Reproduce the top of the data verbatim, through and including the line that contains "are the constants".

##########

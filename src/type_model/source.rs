//! Rust source adapter.
//!
//! Builds a [`ClassRegistry`] from Rust source files parsed with `syn`:
//!
//! - `struct` items become classes, named fields become fields
//! - `enum` items become enums whose variants are the constants
//! - `trait` items become interfaces with their receiver methods
//! - inherent `impl` blocks contribute receiver methods, `impl Trait<..> for Type`
//!   adds the trait to the type's interfaces
//! - attributes become annotations, inner file attributes annotate the module
//!
//! Type names written without a module path are resolved against the loaded
//! classes by simple name once every file has been read.

use super::{
    split_qualified, Annotation, AnnotationValue, ClassInfo, ClassKind, ClassRegistry, FieldInfo,
    MethodInfo, ParameterInfo, PrimitiveType, TypeRef,
};
use crate::error::{Error, Result};
use log::{debug, warn};
use std::collections::{BTreeMap, HashMap};
use std::fs;
use std::path::{Component, Path};
use syn::meta::ParseNestedMeta;
use syn::punctuated::Punctuated;
use syn::{Expr, Lit, Token};

/// Attributes that never carry schema metadata
const IGNORED_ATTRIBUTES: &[&str] = &["doc", "derive", "cfg", "cfg_attr", "allow", "warn", "deny"];

/// An `impl` block waiting for its target type to be known
struct PendingImpl {
    module: String,
    target: String,
    interface: Option<TypeRef>,
    methods: Vec<MethodInfo>,
}

/// Accumulates classes from Rust source files
#[derive(Default)]
pub struct SourceLoader {
    classes: Vec<ClassInfo>,
    packages: BTreeMap<String, Vec<Annotation>>,
    pending: Vec<PendingImpl>,
}

/// Derive the module path of a source file relative to the crate root directory.
///
/// `src/lib.rs` maps to `crate`, `src/api/users.rs` and `src/api/users/mod.rs`
/// to `crate::api::users`.
pub fn module_path(root: &Path, file: &Path) -> String {
    let relative = file.strip_prefix(root).unwrap_or(file);
    let mut segments: Vec<String> = relative
        .with_extension("")
        .components()
        .filter_map(|c| match c {
            Component::Normal(segment) => Some(segment.to_string_lossy().into_owned()),
            _ => None,
        })
        .collect();

    if segments.first().map(|s| s == "src").unwrap_or(false) {
        segments.remove(0);
    }
    if let Some(last) = segments.last() {
        if matches!(last.as_str(), "lib" | "main" | "mod") {
            segments.pop();
        }
    }

    std::iter::once("crate".to_string())
        .chain(segments)
        .collect::<Vec<_>>()
        .join("::")
}

impl SourceLoader {
    pub fn new() -> Self {
        Self::default()
    }

    /// Parse one file; its module path is derived relative to `root`
    pub fn load_file(&mut self, path: &Path, root: &Path) -> Result<()> {
        debug!("Parsing source file: {}", path.display());
        let content = fs::read_to_string(path)?;
        let module = module_path(root, path);
        self.load_str(&module, &content).map_err(|e| match e {
            Error::Parse { message, .. } => Error::Parse {
                file: path.to_path_buf(),
                message,
            },
            other => other,
        })
    }

    /// Parse source text as the contents of `module`
    pub fn load_str(&mut self, module: &str, content: &str) -> Result<()> {
        let file = syn::parse_file(content)?;

        let package_annotations = convert_attributes(&file.attrs);
        if !package_annotations.is_empty() {
            self.packages
                .entry(module.to_string())
                .or_default()
                .extend(package_annotations);
        }

        self.load_items(module, &file.items);
        Ok(())
    }

    fn load_items(&mut self, module: &str, items: &[syn::Item]) {
        for item in items {
            match item {
                syn::Item::Struct(item) => self.classes.push(convert_struct(module, item)),
                syn::Item::Enum(item) => self.classes.push(convert_enum(module, item)),
                syn::Item::Trait(item) => self.classes.push(convert_trait(module, item)),
                syn::Item::Impl(item) => self.queue_impl(module, item),
                syn::Item::Mod(item) => {
                    let nested = format!("{}::{}", module, item.ident);
                    let annotations = convert_attributes(&item.attrs);
                    if !annotations.is_empty() {
                        self.packages.entry(nested.clone()).or_default().extend(annotations);
                    }
                    if let Some((_, items)) = &item.content {
                        self.load_items(&nested, items);
                    }
                }
                _ => {}
            }
        }
    }

    fn queue_impl(&mut self, module: &str, item: &syn::ItemImpl) {
        let target = match item.self_ty.as_ref() {
            syn::Type::Path(type_path) => path_name(&type_path.path),
            _ => return,
        };

        let interface = item.trait_.as_ref().map(|(_, path, _)| convert_path(path));
        let methods = if interface.is_some() {
            Vec::new()
        } else {
            item.items
                .iter()
                .filter_map(|impl_item| match impl_item {
                    syn::ImplItem::Fn(f) => {
                        convert_method(&f.sig, &f.attrs, matches!(f.vis, syn::Visibility::Public(_)))
                    }
                    _ => None,
                })
                .collect()
        };

        self.pending.push(PendingImpl {
            module: module.to_string(),
            target,
            interface,
            methods,
        });
    }

    /// Apply pending impls, resolve unqualified type names, and build the registry
    pub fn finish(mut self) -> ClassRegistry {
        let index = SimpleNameIndex::new(&self.classes);

        for pending in std::mem::take(&mut self.pending) {
            let Some(position) = index.resolve(&pending.module, &pending.target) else {
                warn!("Skipping impl for unknown type {}", pending.target);
                continue;
            };
            let class = &mut self.classes[position];
            class.methods.extend(pending.methods);
            if let Some(interface) = pending.interface {
                class.interfaces.push(interface);
            }
        }

        for class in &mut self.classes {
            class.normalize();
            let module = class.package().to_string();
            let rename = |name: &str| {
                index
                    .resolve(&module, name)
                    .map(|position| index.names[position].clone())
                    .filter(|resolved| resolved != name)
            };

            if let Some(superclass) = &mut class.superclass {
                superclass.rename_classes(&rename);
            }
            for interface in &mut class.interfaces {
                interface.rename_classes(&rename);
            }
            for field in &mut class.fields {
                field.ty.rename_classes(&rename);
            }
            for method in &mut class.methods {
                method.return_type.rename_classes(&rename);
                for param in &mut method.parameters {
                    param.ty.rename_classes(&rename);
                }
            }
        }

        let mut registry = ClassRegistry::new();
        for (package, annotations) in self.packages {
            registry.annotate_package(package, annotations);
        }
        for class in self.classes {
            registry.insert(class);
        }
        registry
    }
}

/// Qualified class names with a lookup by simple name
struct SimpleNameIndex {
    names: Vec<String>,
    by_simple: HashMap<String, Vec<usize>>,
}

impl SimpleNameIndex {
    fn new(classes: &[ClassInfo]) -> Self {
        let names: Vec<String> = classes.iter().map(|c| c.name.clone()).collect();
        let mut by_simple: HashMap<String, Vec<usize>> = HashMap::new();
        for (position, name) in names.iter().enumerate() {
            by_simple
                .entry(split_qualified(name).1.to_string())
                .or_default()
                .push(position);
        }
        Self { names, by_simple }
    }

    /// Resolve a type name written in `module`: an exact name, a name in the same
    /// module, or a unique simple-name match.
    fn resolve(&self, module: &str, name: &str) -> Option<usize> {
        let simple = split_qualified(name).1;
        let candidates = self.by_simple.get(simple)?;

        let exact = candidates.iter().find(|&&p| self.names[p] == name);
        let local = format!("{}::{}", module, simple);
        let same_module = candidates.iter().find(|&&p| self.names[p] == local);
        let relative = name
            .strip_prefix("crate::")
            .is_none()
            .then(|| format!("crate::{}", name));
        let crate_relative = relative
            .as_ref()
            .and_then(|r| candidates.iter().find(|&&p| &self.names[p] == r));

        exact
            .or(same_module)
            .or(crate_relative)
            .or_else(|| (candidates.len() == 1 && !name.contains("::")).then_some(&candidates[0]))
            .copied()
    }
}
//! Methods inherited from exposed supertypes.
//!
//! A supertype of an endpoint that carries one of the exposed annotations
//! contributes its public methods to the endpoint, with the supertype's type
//! parameters bound to the arguments given along the inheritance chain. The
//! plugin also records the access-control annotations that apply to every
//! operation, without interpreting them.

use super::{backbone, plugin_config, Dependencies, Plugin, PluginContext};
use crate::error::Result;
use crate::node::{NodePath, SourceEntity};
use crate::type_model::Annotation;
use log::debug;
use serde::Deserialize;

pub const NAME: &str = "exposed-base";

#[derive(Debug, Clone, Deserialize)]
#[serde(default)]
pub struct ExposedConfig {
    /// Annotations copied into `x-access-control`
    pub access_annotations: Vec<String>,
}

impl Default for ExposedConfig {
    fn default() -> Self {
        Self {
            access_annotations: ["PermitAll", "DenyAll", "RolesAllowed", "AnonymousAllowed"]
                .iter()
                .map(|s| s.to_string())
                .collect(),
        }
    }
}

#[derive(Default)]
pub struct ExposedBasePlugin {
    config: ExposedConfig,
}

impl ExposedBasePlugin {
    pub fn new(config: ExposedConfig) -> Self {
        Self { config }
    }

    pub fn from_config(config: &serde_yaml::Value) -> Result<Self> {
        Ok(Self::new(plugin_config(NAME, config)?))
    }

    fn access_of<'a>(&'a self, annotations: &'a [Annotation]) -> impl Iterator<Item = String> + 'a {
        annotations
            .iter()
            .filter(|a| a.is_any(&self.config.access_annotations))
            .map(|a| a.to_string())
    }
}

impl Plugin for ExposedBasePlugin {
    fn name(&self) -> &'static str {
        NAME
    }

    fn order(&self) -> i32 {
        -95
    }

    fn required_plugins(&self) -> Vec<&'static str> {
        vec![backbone::NAME]
    }

    fn enter(&self, path: &NodePath, ctx: &mut PluginContext) -> Result<()> {
        let id = ctx.current_id(path)?;
        let SourceEntity::Method {
            endpoint,
            declared_in,
            method,
        } = ctx.graph.source(id)
        else {
            return Ok(());
        };

        // method first, then the declaring class, then the endpoint class
        let mut access: Vec<String> = self.access_of(&method.annotations).collect();
        if let Some(class) = ctx.types.class(declared_in) {
            access.extend(self.access_of(&class.annotations));
        }
        if endpoint != declared_in {
            if let Some(class) = ctx.types.class(endpoint) {
                access.extend(self.access_of(&class.annotations));
            }
        }
        if access.is_empty() {
            return Ok(());
        }

        if let Some(operation) = ctx.graph.require_target_mut(id)?.operation_mut() {
            for entry in access {
                if !operation.operation.access_control.contains(&entry) {
                    operation.operation.access_control.push(entry);
                }
            }
        }
        Ok(())
    }

    fn scan(&self, path: &NodePath, deps: &mut Dependencies, ctx: &mut PluginContext) -> Result<()> {
        let id = ctx.current_id(path)?;
        let SourceEntity::Endpoint { class } = ctx.graph.source(id) else {
            return Ok(());
        };
        let endpoint = ctx.types.require_class(class)?;

        for bound in ctx.types.supertype_chain(endpoint, &[]).iter().skip(1) {
            if !bound.class.has_annotation(&ctx.config.exposed_annotations) {
                continue;
            }
            debug!("Exposing methods of {} on {}", bound.class.name, endpoint.name);
            for method in bound.class.methods.iter().filter(|m| m.is_public && !m.is_static) {
                deps.add_child(SourceEntity::Method {
                    endpoint: endpoint.name.clone(),
                    declared_in: bound.class.name.clone(),
                    method: bound.resolve_method(method),
                });
            }
        }
        Ok(())
    }
}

##########

SOLUTION TO THIS TASK ::
filename src/type_model/source.rs
//! Rust source adapter.
//!
//! Builds a [`ClassRegistry`] from Rust source files parsed with `syn`:
//!
//! - `struct` items become classes, named fields become fields
//! - `enum` items become enums whose variants are the constants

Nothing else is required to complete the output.